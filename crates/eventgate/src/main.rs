use std::time::Duration;

use clap::Parser;
use eventgate::prelude::*;
use tracing_subscriber::EnvFilter;

/// Real-time event distribution server.
#[derive(Clone, Debug, Parser)]
#[command(author, version, about, long_about = None)]
struct Cli {
    /// Address to accept WebSocket connections on.
    #[arg(long, env = "EVENTS_ADDRESS", default_value = DEFAULT_BIND_ADDR)]
    address: String,

    /// Redis instance the backing application publishes events to.
    #[arg(long, env = "REDIS_URL", default_value = "redis://127.0.0.1:6379/")]
    redis_url: String,

    /// Pub/sub channel carrying domain events.
    #[arg(long, env = "REDIS_CHANNEL", default_value = DEFAULT_CHANNEL)]
    redis_channel: String,

    /// Node id stamped into session ids; unique per running node.
    #[arg(long, env = "NODE_ID", default_value_t = 0)]
    node_id: u16,

    /// Keep-alive interval in milliseconds. Also bounds how long a
    /// dropped session stays resumable.
    #[arg(long, env = "PING_INTERVAL_MS", default_value_t = 45_000)]
    ping_interval_ms: u64,
}

#[tokio::main]
async fn main() -> Result<(), EventgateError> {
    dotenvy::dotenv().ok();
    tracing_subscriber::fmt()
        .with_env_filter(EnvFilter::try_from_default_env().unwrap_or_else(|_| EnvFilter::new("info")))
        .init();

    let cli = Cli::parse();
    let session_config = SessionConfig::with_ping_interval(Duration::from_millis(cli.ping_interval_ms));

    let source = RedisSource::connect(&cli.redis_url, &cli.redis_channel).await?;
    let server = EventgateServer::builder()
        .bind(&cli.address)
        .node_id(cli.node_id)
        .session_config(session_config)
        .build(source)
        .await?;

    server
        .run_until(async {
            if let Err(e) = tokio::signal::ctrl_c().await {
                tracing::error!(error = %e, "failed to listen for shutdown signal");
                std::future::pending::<()>().await;
            }
        })
        .await
}
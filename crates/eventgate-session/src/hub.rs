//! The hub: registry of live sessions and source of packet nonces.
//!
//! One [`Hub`] exists per server. It creates sessions, finds them again for
//! resumption, and fans packets out to them. Sessions deregister
//! themselves when they end.
//!
//! # Locking
//!
//! The session map sits behind a Tokio `RwLock`; the nonce counter has its
//! own `std::sync::Mutex`, held only to read and bump the value. Fan-out
//! takes the map's read lock and pushes onto each session's queue without
//! awaiting, so a slow client never holds the map.

use std::collections::HashMap;
use std::sync::{Arc, Mutex, PoisonError};

use eventgate_protocol::{CurrentEnvelope, LegacyEnvelope, NonceSource, Packet};
use eventgate_snowflake::SnowflakeGenerator;
use eventgate_transport::Connection;
use tokio::sync::RwLock;

use crate::jobs::JobQueue;
use crate::{Session, SessionConfig, SessionError, SessionId};

/// Which sessions a packet goes to.
#[derive(Debug, Clone, PartialEq, Eq)]
pub enum Audience {
    /// Every live session.
    All,
    /// Only these sessions. Unknown ids are ignored.
    Sessions(Vec<SessionId>),
}

pub(crate) struct HubInner<C: Connection> {
    sessions: RwLock<HashMap<SessionId, Session<C>>>,
    nonce: Mutex<i64>,
    ids: SnowflakeGenerator,
    config: SessionConfig,
    jobs: JobQueue,
}

impl<C: Connection> HubInner<C> {
    pub(crate) async fn deregister(&self, id: SessionId) {
        self.sessions.write().await.remove(&id);
    }
}

/// Registry of live sessions. Cheap to clone; clones share the registry.
pub struct Hub<C: Connection> {
    inner: Arc<HubInner<C>>,
}

impl<C: Connection> Clone for Hub<C> {
    fn clone(&self) -> Self {
        Self {
            inner: Arc::clone(&self.inner),
        }
    }
}

impl<C: Connection> Hub<C> {
    /// Creates an empty hub. Must be called inside a Tokio runtime.
    ///
    /// Session ids come from `ids`, so hubs on different nodes should use
    /// generators with different node ids.
    pub fn new(config: SessionConfig, ids: SnowflakeGenerator) -> Self {
        Self {
            inner: Arc::new(HubInner {
                sessions: RwLock::new(HashMap::new()),
                nonce: Mutex::new(0),
                ids,
                config: config.validated(),
                jobs: JobQueue::start(),
            }),
        }
    }

    pub fn config(&self) -> &SessionConfig {
        &self.inner.config
    }

    /// Resolves a connecting client to a session.
    ///
    /// With `Some(id)` returns the live session with that id. With `None`
    /// creates, registers, and starts a new session.
    ///
    /// # Errors
    /// [`SessionError::NotFound`] if `id` names no live session. Nothing is
    /// created in that case.
    pub async fn connect(&self, resume: Option<SessionId>) -> Result<Session<C>, SessionError> {
        if let Some(id) = resume {
            let sessions = self.inner.sessions.read().await;
            return match sessions.get(&id) {
                Some(session) if !session.is_ended() => {
                    tracing::debug!(session_id = %id, "session found for resume");
                    Ok(session.clone())
                }
                _ => Err(SessionError::NotFound(id)),
            };
        }

        // Exhausting a millisecond makes the generator spin until the clock
        // moves, so it runs off the async workers.
        let inner = Arc::clone(&self.inner);
        let id = tokio::task::spawn_blocking(move || inner.ids.generate())
            .await
            .map_err(SessionError::IdGeneration)?;
        let session = Session::start(
            id,
            self.inner.config.clone(),
            self.inner.jobs.clone(),
            Arc::downgrade(&self.inner),
        );
        self.inner.sessions.write().await.insert(id, session.clone());
        tracing::info!(session_id = %id, "session created");
        Ok(session)
    }

    /// Takes the next packet nonce. The first is `0`.
    pub fn next_nonce(&self) -> i64 {
        let mut nonce = self.inner.nonce.lock().unwrap_or_else(PoisonError::into_inner);
        let current = *nonce;
        *nonce += 1;
        current
    }

    /// Queues `packet` on every session in `audience`. Returns how many
    /// sessions it was queued on.
    pub async fn dispatch(&self, packet: Arc<Packet>, audience: &Audience) -> usize {
        let sessions = self.inner.sessions.read().await;
        match audience {
            Audience::All => {
                for session in sessions.values() {
                    session.enqueue(Arc::clone(&packet));
                }
                sessions.len()
            }
            Audience::Sessions(ids) => {
                let mut queued = 0;
                for session in ids.iter().filter_map(|id| sessions.get(id)) {
                    session.enqueue(Arc::clone(&packet));
                    queued += 1;
                }
                queued
            }
        }
    }

    /// Builds a packet from the two envelopes and dispatches it. Returns the
    /// packet's nonce.
    ///
    /// # Errors
    /// [`SessionError::Protocol`] if an envelope fails to encode. Nothing is
    /// dispatched, but the nonce is spent.
    pub async fn publish(
        &self,
        legacy: Option<LegacyEnvelope>,
        current: CurrentEnvelope,
        audience: &Audience,
    ) -> Result<i64, SessionError> {
        let packet = Arc::new(Packet::build(self, legacy, current)?);
        let nonce = packet.nonce();
        let recipients = self.dispatch(packet, audience).await;
        tracing::trace!(nonce, recipients, "packet published");
        Ok(nonce)
    }

    pub async fn get(&self, id: SessionId) -> Option<Session<C>> {
        self.inner.sessions.read().await.get(&id).cloned()
    }

    /// Number of live sessions.
    pub async fn len(&self) -> usize {
        self.inner.sessions.read().await.len()
    }

    pub async fn is_empty(&self) -> bool {
        self.inner.sessions.read().await.is_empty()
    }

    pub async fn session_ids(&self) -> Vec<SessionId> {
        self.inner.sessions.read().await.keys().copied().collect()
    }

    /// Ends every session, closing attached connections.
    pub async fn shutdown(&self) {
        let sessions: Vec<Session<C>> = self.inner.sessions.read().await.values().cloned().collect();
        let count = sessions.len();
        for session in sessions {
            session.end().await;
        }
        tracing::info!(sessions = count, "hub shut down");
    }
}

impl<C: Connection> NonceSource for Hub<C> {
    fn next_nonce(&self) -> i64 {
        Hub::next_nonce(self)
    }
}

--*--

▶ [EXERCISE]:
The records above are to be duplicated in full and exactly.

▶ [ANSWER BOX]:
filename crates/eventgate/src/main.rs
use std::time::Duration;

use clap::Parser;
use eventgate::prelude::*;
use tracing_subscriber::EnvFilter;

/// Real-time event distribution server.
#[derive(Clone, Debug, Parser)]
#[command(author, version, about, long_about = None)]
struct Cli {
    /// Address to accept WebSocket connections on.
    #[arg(long, env = "EVENTS_ADDRESS", default_value = DEFAULT_BIND_ADDR)]
    address: String,

    /// Redis instance the backing application publishes events to.
    #[arg(long, env = "REDIS_URL", default_value = "redis://127.0.0.1:6379/")]
    redis_url: String,

    /// Pub/sub channel carrying domain events.
    #[arg(long, env = "REDIS_CHANNEL", default_value = DEFAULT_CHANNEL)]
    redis_channel: String,

    /// Node id stamped into session ids; unique per running node.
    #[arg(long, env = "NODE_ID", default_value_t = 0)]
    node_id: u16,

    /// Keep-alive interval in milliseconds. Also bounds how long a
    /// dropped session stays resumable.
    #[arg(long, env = "PING_INTERVAL_MS", default_value_t = 45_000)]
    ping_interval_ms: u64,
}

#[tokio::main]
async fn main() -> Result<(), EventgateError> {
    dotenvy::dotenv().ok();
    tracing_subscriber::fmt()
        .with_env_filter(EnvFilter::try_from_default_env().unwrap_or_else(|_| EnvFilter::new("info")))
        .init();

    let cli = Cli::parse();
    let session_config = SessionConfig::with_ping_interval(Duration::from_millis(cli.ping_interval_ms));

    let source = RedisSource::connect(&cli.redis_url, &cli.redis_channel).await?;
    let server = EventgateServer::builder()
        .bind(&cli.address)
        .node_id(cli.node_id)
        .session_config(session_config)
        .build(source)
        .await?;

    server
        .run_until(async {
            if let Err(e) = tokio::signal::ctrl_c().await {
                tracing::error!(error = %e, "failed to listen for shutdown signal");
                std::future::pending::<()>().await;
            }
        })
        .await
}
filename crates/eventgate-session/src/hub.rs
//! The hub: registry of live sessions and source of packet nonces.
//!
//! One [`Hub`] exists per server. It creates sessions, finds them again for
//! resumption, and fans packets out to them. Sessions deregister
//! themselves when they end.
//!
//! # Locking
//!
//! The session map sits behind a Tokio `RwLock`; the nonce counter has its
//! own `std::sync::Mutex`, held only to read and bump the value. Fan-out
//! takes the map's read lock and pushes onto each session's queue without
//! awaiting, so a slow client never holds the map.

use std::collections::HashMap;
use std::sync::{Arc, Mutex, PoisonError};

use eventgate_protocol::{CurrentEnvelope, LegacyEnvelope, NonceSource, Packet};
use eventgate_snowflake::SnowflakeGenerator;
use eventgate_transport::Connection;
use tokio::sync::RwLock;

use crate::jobs::JobQueue;
use crate::{Session, SessionConfig, SessionError, SessionId};

/// Which sessions a packet goes to.
#[derive(Debug, Clone, PartialEq, Eq)]
pub enum Audience {
    /// Every live session.
    All,
    /// Only these sessions. Unknown ids are ignored.
    Sessions(Vec<SessionId>),
}

pub(crate) struct HubInner<C: Connection> {
    sessions: RwLock<HashMap<SessionId, Session<C>>>,
    nonce: Mutex<i64>,
    ids: SnowflakeGenerator,
    config: SessionConfig,
    jobs: JobQueue,
}

impl<C: Connection> HubInner<C> {
    pub(crate) async fn deregister(&self, id: SessionId) {
        self.sessions.write().await.remove(&id);
    }
}

/// Registry of live sessions. Cheap to clone; clones share the registry.
pub struct Hub<C: Connection> {
    inner: Arc<HubInner<C>>,
}

impl<C: Connection> Clone for Hub<C> {
    fn clone(&self) -> Self {
        Self {
            inner: Arc::clone(&self.inner),
        }
    }
}

impl<C: Connection> Hub<C> {
    /// Creates an empty hub. Must be called inside a Tokio runtime.
    ///
    /// Session ids come from `ids`, so hubs on different nodes should use
    /// generators with different node ids.
    pub fn new(config: SessionConfig, ids: SnowflakeGenerator) -> Self {
        Self {
            inner: Arc::new(HubInner {
                sessions: RwLock::new(HashMap::new()),
                nonce: Mutex::new(0),
                ids,
                config: config.validated(),
                jobs: JobQueue::start(),
            }),
        }
    }

    pub fn config(&self) -> &SessionConfig {
        &self.inner.config
    }

    /// Resolves a connecting client to a session.
    ///
    /// With `Some(id)` returns the live session with that id. With `None`
    /// creates, registers, and starts a new session.
    ///
    /// # Errors
    /// [`SessionError::NotFound`] if `id` names no live session. Nothing is
    /// created in that case.
    pub async fn connect(&self, resume: Option<SessionId>) -> Result<Session<C>, SessionError> {
        if let Some(id) = resume {
            let sessions = self.inner.sessions.read().await;
            return match sessions.get(&id) {
                Some(session) if !session.is_ended() => {
                    tracing::debug!(session_id = %id, "session found for resume");
                    Ok(session.clone())
                }
                _ => Err(SessionError::NotFound(id)),
            };
        }

        // Exhausting a millisecond makes the generator spin until the clock
        // moves, so it runs off the async workers.
        let inner = Arc::clone(&self.inner);
        let id = tokio::task::spawn_blocking(move || inner.ids.generate())
            .await
            .map_err(SessionError::IdGeneration)?;
        let session = Session::start(
            id,
            self.inner.config.clone(),
            self.inner.jobs.clone(),
            Arc::downgrade(&self.inner),
        );
        self.inner.sessions.write().await.insert(id, session.clone());
        tracing::info!(session_id = %id, "session created");
        Ok(session)
    }

    /// Takes the next packet nonce. The first is `0`.
    pub fn next_nonce(&self) -> i64 {
        let mut nonce = self.inner.nonce.lock().unwrap_or_else(PoisonError::into_inner);
        let current = *nonce;
        *nonce += 1;
        current
    }

    /// Queues `packet` on every session in `audience`. Returns how many
    /// sessions it was queued on.
    pub async fn dispatch(&self, packet: Arc<Packet>, audience: &Audience) -> usize {
        let sessions = self.inner.sessions.read().await;
        match audience {
            Audience::All => {
                for session in sessions.values() {
                    session.enqueue(Arc::clone(&packet));
                }
                sessions.len()
            }
            Audience::Sessions(ids) => {
                let mut queued = 0;
                for session in ids.iter().filter_map(|id| sessions.get(id)) {
                    session.enqueue(Arc::clone(&packet));
                    queued += 1;
                }
                queued
            }
        }
    }

    /// Builds a packet from the two envelopes and dispatches it. Returns the
    /// packet's nonce.
    ///
    /// # Errors
    /// [`SessionError::Protocol`] if an envelope fails to encode. Nothing is
    /// dispatched, but the nonce is spent.
    pub async fn publish(
        &self,
        legacy: Option<LegacyEnvelope>,
        current: CurrentEnvelope,
        audience: &Audience,
    ) -> Result<i64, SessionError> {
        let packet = Arc::new(Packet::build(self, legacy, current)?);
        let nonce = packet.nonce();
        let recipients = self.dispatch(packet, audience).await;
        tracing::trace!(nonce, recipients, "packet published");
        Ok(nonce)
    }

    pub async fn get(&self, id: SessionId) -> Option<Session<C>> {
        self.inner.sessions.read().await.get(&id).cloned()
    }

    /// Number of live sessions.
    pub async fn len(&self) -> usize {
        self.inner.sessions.read().await.len()
    }

    pub async fn is_empty(&self) -> bool {
        self.inner.sessions.read().await.is_empty()
    }

    pub async fn session_ids(&self) -> Vec<SessionId> {
        self.inner.sessions.read().await.keys().copied().collect()
    }

    /// Ends every session, closing attached connections.
    pub async fn shutdown(&self) {
        let sessions: Vec<Session<C>> = self.inner.sessions.read().await.values().cloned().collect();
        let count = sessions.len();
        for session in sessions {
            session.end().await;
        }
        tracing::info!(sessions = count, "hub shut down");
    }
}

impl<C: Connection> NonceSource for Hub<C> {
    fn next_nonce(&self) -> i64 {
        Hub::next_nonce(self)
    }
}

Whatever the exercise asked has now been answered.